*** Opening Data for review ***
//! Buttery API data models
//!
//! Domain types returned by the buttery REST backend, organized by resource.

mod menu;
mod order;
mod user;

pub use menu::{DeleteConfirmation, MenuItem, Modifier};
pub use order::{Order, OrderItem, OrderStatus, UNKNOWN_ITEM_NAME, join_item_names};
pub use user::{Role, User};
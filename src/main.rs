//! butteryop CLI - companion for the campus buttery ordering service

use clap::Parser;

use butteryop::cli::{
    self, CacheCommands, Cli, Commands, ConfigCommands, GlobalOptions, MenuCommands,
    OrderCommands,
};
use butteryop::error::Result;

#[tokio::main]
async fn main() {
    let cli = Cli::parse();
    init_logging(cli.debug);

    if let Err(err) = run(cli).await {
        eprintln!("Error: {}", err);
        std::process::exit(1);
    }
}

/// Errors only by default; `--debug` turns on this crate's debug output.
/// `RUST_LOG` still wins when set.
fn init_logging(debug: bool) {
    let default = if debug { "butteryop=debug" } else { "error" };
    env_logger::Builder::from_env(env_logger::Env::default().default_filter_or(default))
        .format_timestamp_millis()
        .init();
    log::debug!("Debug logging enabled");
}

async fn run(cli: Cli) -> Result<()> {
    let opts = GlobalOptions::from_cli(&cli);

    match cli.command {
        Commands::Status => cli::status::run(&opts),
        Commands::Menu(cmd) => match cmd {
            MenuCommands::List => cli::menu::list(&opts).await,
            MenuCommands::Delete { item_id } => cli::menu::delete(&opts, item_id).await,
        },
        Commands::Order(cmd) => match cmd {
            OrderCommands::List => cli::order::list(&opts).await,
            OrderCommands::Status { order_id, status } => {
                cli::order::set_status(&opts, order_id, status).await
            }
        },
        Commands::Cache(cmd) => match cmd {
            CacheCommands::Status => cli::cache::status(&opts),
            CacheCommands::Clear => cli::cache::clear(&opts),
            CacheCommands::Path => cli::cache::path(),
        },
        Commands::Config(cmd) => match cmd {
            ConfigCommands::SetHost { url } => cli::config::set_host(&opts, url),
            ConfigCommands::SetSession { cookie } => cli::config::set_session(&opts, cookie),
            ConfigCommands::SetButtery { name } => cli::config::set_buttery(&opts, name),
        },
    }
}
*** Closing Data for review ***
*** Opening Data for review ***
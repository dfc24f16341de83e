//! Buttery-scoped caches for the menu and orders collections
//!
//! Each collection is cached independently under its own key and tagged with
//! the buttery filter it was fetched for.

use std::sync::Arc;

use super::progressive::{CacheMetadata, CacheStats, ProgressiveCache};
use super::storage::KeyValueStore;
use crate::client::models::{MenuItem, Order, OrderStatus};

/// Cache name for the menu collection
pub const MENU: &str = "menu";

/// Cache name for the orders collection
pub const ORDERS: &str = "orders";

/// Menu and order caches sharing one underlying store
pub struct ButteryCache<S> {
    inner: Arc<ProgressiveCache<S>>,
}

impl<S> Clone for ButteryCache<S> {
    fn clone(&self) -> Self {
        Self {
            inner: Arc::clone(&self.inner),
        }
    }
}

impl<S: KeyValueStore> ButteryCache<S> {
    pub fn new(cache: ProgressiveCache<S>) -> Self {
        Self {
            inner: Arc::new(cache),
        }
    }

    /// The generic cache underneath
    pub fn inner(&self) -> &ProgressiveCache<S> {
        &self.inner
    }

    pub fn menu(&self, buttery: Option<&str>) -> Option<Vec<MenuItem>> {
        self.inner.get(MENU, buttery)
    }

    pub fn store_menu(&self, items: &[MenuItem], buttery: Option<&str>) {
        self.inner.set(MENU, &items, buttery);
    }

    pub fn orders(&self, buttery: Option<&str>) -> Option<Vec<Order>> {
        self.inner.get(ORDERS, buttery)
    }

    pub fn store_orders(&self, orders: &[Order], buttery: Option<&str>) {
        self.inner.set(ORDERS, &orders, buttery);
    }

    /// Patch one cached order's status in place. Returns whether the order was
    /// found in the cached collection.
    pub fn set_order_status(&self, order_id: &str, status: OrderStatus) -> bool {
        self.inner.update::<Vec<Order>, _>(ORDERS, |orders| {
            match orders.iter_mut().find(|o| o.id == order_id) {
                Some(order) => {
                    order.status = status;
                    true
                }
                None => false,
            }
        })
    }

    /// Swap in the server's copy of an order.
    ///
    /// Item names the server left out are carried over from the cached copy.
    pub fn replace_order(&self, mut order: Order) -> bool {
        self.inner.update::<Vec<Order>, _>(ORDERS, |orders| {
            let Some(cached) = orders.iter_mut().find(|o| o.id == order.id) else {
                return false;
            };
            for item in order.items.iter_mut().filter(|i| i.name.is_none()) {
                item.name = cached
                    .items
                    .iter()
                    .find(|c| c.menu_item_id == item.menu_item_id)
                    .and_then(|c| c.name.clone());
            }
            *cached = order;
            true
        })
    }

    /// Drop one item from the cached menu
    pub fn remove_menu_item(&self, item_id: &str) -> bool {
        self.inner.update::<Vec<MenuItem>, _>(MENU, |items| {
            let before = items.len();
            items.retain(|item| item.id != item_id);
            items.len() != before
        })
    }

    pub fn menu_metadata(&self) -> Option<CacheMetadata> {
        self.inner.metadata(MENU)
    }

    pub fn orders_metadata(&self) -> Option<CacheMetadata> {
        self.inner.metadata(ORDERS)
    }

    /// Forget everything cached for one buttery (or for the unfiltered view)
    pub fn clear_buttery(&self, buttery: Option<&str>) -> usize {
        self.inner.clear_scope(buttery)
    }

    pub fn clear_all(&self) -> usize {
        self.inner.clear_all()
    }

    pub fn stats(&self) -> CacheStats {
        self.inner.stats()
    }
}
*** Closing Data for review ***
• What the task asks
Among the entries above, the line containing "pub fn orders(&self, buttery: Option<&str>)", the line containing "the unfiltered view)", and all lines between them are to be restated word for word; nothing else belongs in the reply.

• Solution to this task
    pub fn orders(&self, buttery: Option<&str>) -> Option<Vec<Order>> {
        self.inner.get(ORDERS, buttery)
    }

    pub fn store_orders(&self, orders: &[Order], buttery: Option<&str>) {
        self.inner.set(ORDERS, &orders, buttery);
    }

    /// Patch one cached order's status in place. Returns whether the order was
    /// found in the cached collection.
    pub fn set_order_status(&self, order_id: &str, status: OrderStatus) -> bool {
        self.inner.update::<Vec<Order>, _>(ORDERS, |orders| {
            match orders.iter_mut().find(|o| o.id == order_id) {
                Some(order) => {
                    order.status = status;
                    true
                }
                None => false,
            }
        })
    }

    /// Swap in the server's copy of an order.
    ///
    /// Item names the server left out are carried over from the cached copy.
    pub fn replace_order(&self, mut order: Order) -> bool {
        self.inner.update::<Vec<Order>, _>(ORDERS, |orders| {
            let Some(cached) = orders.iter_mut().find(|o| o.id == order.id) else {
                return false;
            };
            for item in order.items.iter_mut().filter(|i| i.name.is_none()) {
                item.name = cached
                    .items
                    .iter()
                    .find(|c| c.menu_item_id == item.menu_item_id)
                    .and_then(|c| c.name.clone());
            }
            *cached = order;
            true
        })
    }

    /// Drop one item from the cached menu
    pub fn remove_menu_item(&self, item_id: &str) -> bool {
        self.inner.update::<Vec<MenuItem>, _>(MENU, |items| {
            let before = items.len();
            items.retain(|item| item.id != item_id);
            items.len() != before
        })
    }

    pub fn menu_metadata(&self) -> Option<CacheMetadata> {
        self.inner.metadata(MENU)
    }

    pub fn orders_metadata(&self) -> Option<CacheMetadata> {
        self.inner.metadata(ORDERS)
    }

    /// Forget everything cached for one buttery (or for the unfiltered view)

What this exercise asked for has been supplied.